Chapter 10 - WAL
Summary
Logging is required to save/guarantee data durability, since some of data is in RAM/main-memory before committing to disk we need to ensure the updates are safe whenever received from user to database.
Notes During Reading
Logging
- Writing data to disk at all times is not practical, as it would make the system inefficient considering there’s a huge cost for flushing each data to hard drive.
- Hence, while the server is running, some of the current data is available only in RAM, its writing to permanent storage being deferred. Therefore, the data stored on disk is always inconsistent during server operation, as pages are never flushed all at once.
- Postgres creates a log entry that contains all the essential information required to repeat the update operations if the need arises.
- Following actions are recorded in WAL:
Operation | Logged | Comments |
---|---|---|
Modifications in the buffer cache | Yes | Writes are deferred |
Transaction commits and rollbacks | Yes | Status change happens in CLOG buffers |
File operations | Yes | Must be in sync with data changes |
Operations on UNLOGGED tables | No | |
Operations on temporary tables | No | Since there lifetime is anyway limited by session |
- Postgres doesn’t support Undo log, it only supports Redo log.

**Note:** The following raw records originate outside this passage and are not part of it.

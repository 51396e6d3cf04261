//! hivebolt-crypto
//!
//! secp256k1 signing primitives for the HiveBolt chain: raw 64-byte `R ∥ S`
//! signatures with low-S normalization, SHA-256 hashing, and `hb…` address
//! derivation from compressed public keys.

pub mod hash;
pub mod keypair;
pub mod pow;
pub mod signature;

pub use hash::{derive_address, handshake_digest, sha256};
pub use keypair::KeyPair;
pub use pow::{leading_hex_zeros, meets_difficulty};
pub use signature::{sign_digest, verify_digest, SignatureError};
use serde::{Deserialize, Serialize};
use sha2::{Digest, Sha256};

use crate::codec::{Decoder, Encoder};
use crate::constants::{TX_SIGNING_TAG, TX_VERSION};
use crate::error::ChainError;
use crate::types::{Address, TxId};

// ── TxKind ───────────────────────────────────────────────────────────────────

/// Which of the three ledger semantics a transaction follows.
#[derive(Clone, Copy, Debug, PartialEq, Eq, Serialize, Deserialize)]
pub enum TxKind {
    /// Balance/nonce transfer between two accounts.
    Account,
    /// Input-consuming, output-producing transfer against the UTXO set.
    Utxo,
    /// Account-style transfer followed by VM execution of `data`.
    Contract,
}

impl TxKind {
    pub fn tag(&self) -> u8 {
        match self {
            TxKind::Account => 0,
            TxKind::Utxo => 1,
            TxKind::Contract => 2,
        }
    }

    pub fn from_tag(tag: u8) -> Result<Self, ChainError> {
        match tag {
            0 => Ok(TxKind::Account),
            1 => Ok(TxKind::Utxo),
            2 => Ok(TxKind::Contract),
            other => Err(ChainError::Codec(format!("transaction kind {other}"))),
        }
    }
}

// ── Inputs / outputs ─────────────────────────────────────────────────────────

/// Reference to an unspent output being consumed.
#[derive(Clone, Copy, Debug, PartialEq, Eq, Serialize, Deserialize)]
pub struct TxInput {
    pub prev_txid: TxId,
    pub index: u32,
}

/// A newly created output.
#[derive(Clone, Copy, Debug, PartialEq, Eq, Serialize, Deserialize)]
pub struct TxOutput {
    pub address: Address,
    pub amount: u64,
}

// ── Transaction ──────────────────────────────────────────────────────────────

/// A fully-formed HiveBolt transaction. Immutable once built.
///
/// `pubkey` and `signature` are excluded from the canonical body: the txid is
/// SHA-256 of the body alone, and the signature covers the tagged body digest
/// from [`Transaction::signing_digest`]. Coinbase (reward) transactions carry
/// `from = None` and empty `pubkey`/`signature`.
#[derive(Clone, Debug, PartialEq, Eq, Serialize, Deserialize)]
pub struct Transaction {
    pub version: u32,
    pub kind: TxKind,
    pub network_id: u32,
    pub nonce: u64,
    pub timestamp_ms: u64,
    /// Last block height this transaction may be included at; 0 = no expiry.
    pub valid_until_block: u64,
    pub from: Option<Address>,
    pub to: Option<Address>,
    pub amount: u64,
    pub fee: u64,
    /// Contract bytecode for `TxKind::Contract`, empty otherwise.
    pub data: Vec<u8>,
    pub inputs: Vec<TxInput>,
    pub outputs: Vec<TxOutput>,
    pub pubkey: Vec<u8>,
    pub signature: Vec<u8>,
}

impl Transaction {
    /// Block-reward transaction: unsigned, no sender, fixed slot at the end
    /// of each block.
    pub fn coinbase(network_id: u32, to: Address, amount: u64, timestamp_ms: u64) -> Self {
        Self {
            version: TX_VERSION,
            kind: TxKind::Account,
            network_id,
            nonce: 0,
            timestamp_ms,
            valid_until_block: 0,
            from: None,
            to: Some(to),
            amount,
            fee: 0,
            data: Vec::new(),
            inputs: Vec::new(),
            outputs: Vec::new(),
            pubkey: Vec::new(),
            signature: Vec::new(),
        }
    }

    pub fn is_coinbase(&self) -> bool {
        self.from.is_none()
    }

    // ── Canonical encoding ───────────────────────────────────────────────────

    /// The signed/hashed body: every field except `pubkey` and `signature`.
    pub fn canonical_bytes(&self) -> Vec<u8> {
        let mut enc = Encoder::with_capacity(128 + self.data.len());
        enc.put_u32(self.version);
        enc.put_u8(self.kind.tag());
        enc.put_u32(self.network_id);
        enc.put_u64(self.nonce);
        enc.put_u64(self.timestamp_ms);
        enc.put_u64(self.valid_until_block);
        enc.put_opt_str(self.from.map(|a| a.to_string()).as_deref());
        enc.put_opt_str(self.to.map(|a| a.to_string()).as_deref());
        enc.put_u64(self.amount);
        enc.put_u64(self.fee);
        enc.put_bytes(&self.data);
        enc.put_u32(self.inputs.len() as u32);
        for input in &self.inputs {
            enc.put_raw(input.prev_txid.as_bytes());
            enc.put_u32(input.index);
        }
        enc.put_u32(self.outputs.len() as u32);
        for output in &self.outputs {
            enc.put_str(&output.address.to_string());
            enc.put_u64(output.amount);
        }
        enc.into_bytes()
    }

    /// Wire/storage form: canonical body followed by pubkey and signature.
    pub fn wire_bytes(&self) -> Vec<u8> {
        let mut enc = Encoder::with_capacity(128 + self.data.len());
        enc.put_raw(&self.canonical_bytes());
        enc.put_bytes(&self.pubkey);
        enc.put_bytes(&self.signature);
        enc.into_bytes()
    }

    /// Wire size in bytes; the denominator of fee-per-byte priority.
    pub fn size_bytes(&self) -> usize {
        self.wire_bytes().len()
    }

    pub fn txid(&self) -> TxId {
        let digest = Sha256::digest(self.canonical_bytes());
        TxId::from_bytes(digest.into())
    }

    /// Digest the sender signs: `SHA256("TX\0" ∥ canonical body)`.
    pub fn signing_digest(&self) -> [u8; 32] {
        let mut hasher = Sha256::new();
        hasher.update(TX_SIGNING_TAG);
        hasher.update(self.canonical_bytes());
        hasher.finalize().into()
    }

    /// Decode the wire form produced by [`Transaction::wire_bytes`].
    pub fn decode(bytes: &[u8]) -> Result<Self, ChainError> {
        let mut dec = Decoder::new(bytes);
        let tx = Self::decode_from(&mut dec)?;
        dec.finish()?;
        Ok(tx)
    }

    /// Decode one wire transaction from an open cursor (used by block decode).
    pub fn decode_from(dec: &mut Decoder<'_>) -> Result<Self, ChainError> {
        let version = dec.u32()?;
        let kind = TxKind::from_tag(dec.u8()?)?;
        let network_id = dec.u32()?;
        let nonce = dec.u64()?;
        let timestamp_ms = dec.u64()?;
        let valid_until_block = dec.u64()?;
        let from = dec.opt_str()?.map(|s| s.parse()).transpose()?;
        let to = dec.opt_str()?.map(|s| s.parse()).transpose()?;
        let amount = dec.u64()?;
        let fee = dec.u64()?;
        let data = dec.bytes()?;

        let input_count = dec.u32()?;
        let mut inputs = Vec::with_capacity(input_count as usize);
        for _ in 0..input_count {
            let txid_raw: [u8; 32] = dec
                .raw(32)?
                .try_into()
                .expect("fixed 32-byte read");
            let index = dec.u32()?;
            inputs.push(TxInput {
                prev_txid: TxId::from_bytes(txid_raw),
                index,
            });
        }

        let output_count = dec.u32()?;
        let mut outputs = Vec::with_capacity(output_count as usize);
        for _ in 0..output_count {
            let address = dec.str()?.parse()?;
            let amount = dec.u64()?;
            outputs.push(TxOutput { address, amount });
        }

        let pubkey = dec.bytes()?;
        let signature = dec.bytes()?;

        Ok(Self {
            version,
            kind,
            network_id,
            nonce,
            timestamp_ms,
            valid_until_block,
            from,
            to,
            amount,
            fee,
            data,
            inputs,
            outputs,
            pubkey,
            signature,
        })
    }
}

- ℹ️ ==undo logs are used to “undo original state of data before a transaction had made” changes, while redo logs are used to “redo” changes to a database during recovery==.
WAL Structure
- Each WAL entry is of variable length but preceded by a fixed length header.
- Header consists of following information:
- transaction ID related to entry
- resource manager that interprets the entry
- ℹ️ Resource managers in Postgres are defined to handle different database operations like(heap updates, index changes etc.). This entry allows while WAL replay to allow analysing which resource manager should handle the entry.
- checksum to detect data corruption
- WAL entry length
- reference to previous WAL entry
- WAL files take up special buffers in server’s shared memory. By default, the size is
1/32
of the total buffer cache size. - WAL cache is similar to buffer cache, but it usually operates in the ring buffer mode.
- New entries are added to head
- Older entries are saved to disk starting at the tail.
- WAL cache shouldn’t be too small as this can lead to frequent disk syncs.
- Particular entry of a WAL is denoted by LSN i.e. Log sequence number that represents a 64-bit offset in bytes from the start of the WAL to an entry.
- LSN helps in identifying in WAL the byte address of the given entry in the WAL stream.
- At each WAL entry created LSN is advanced to next.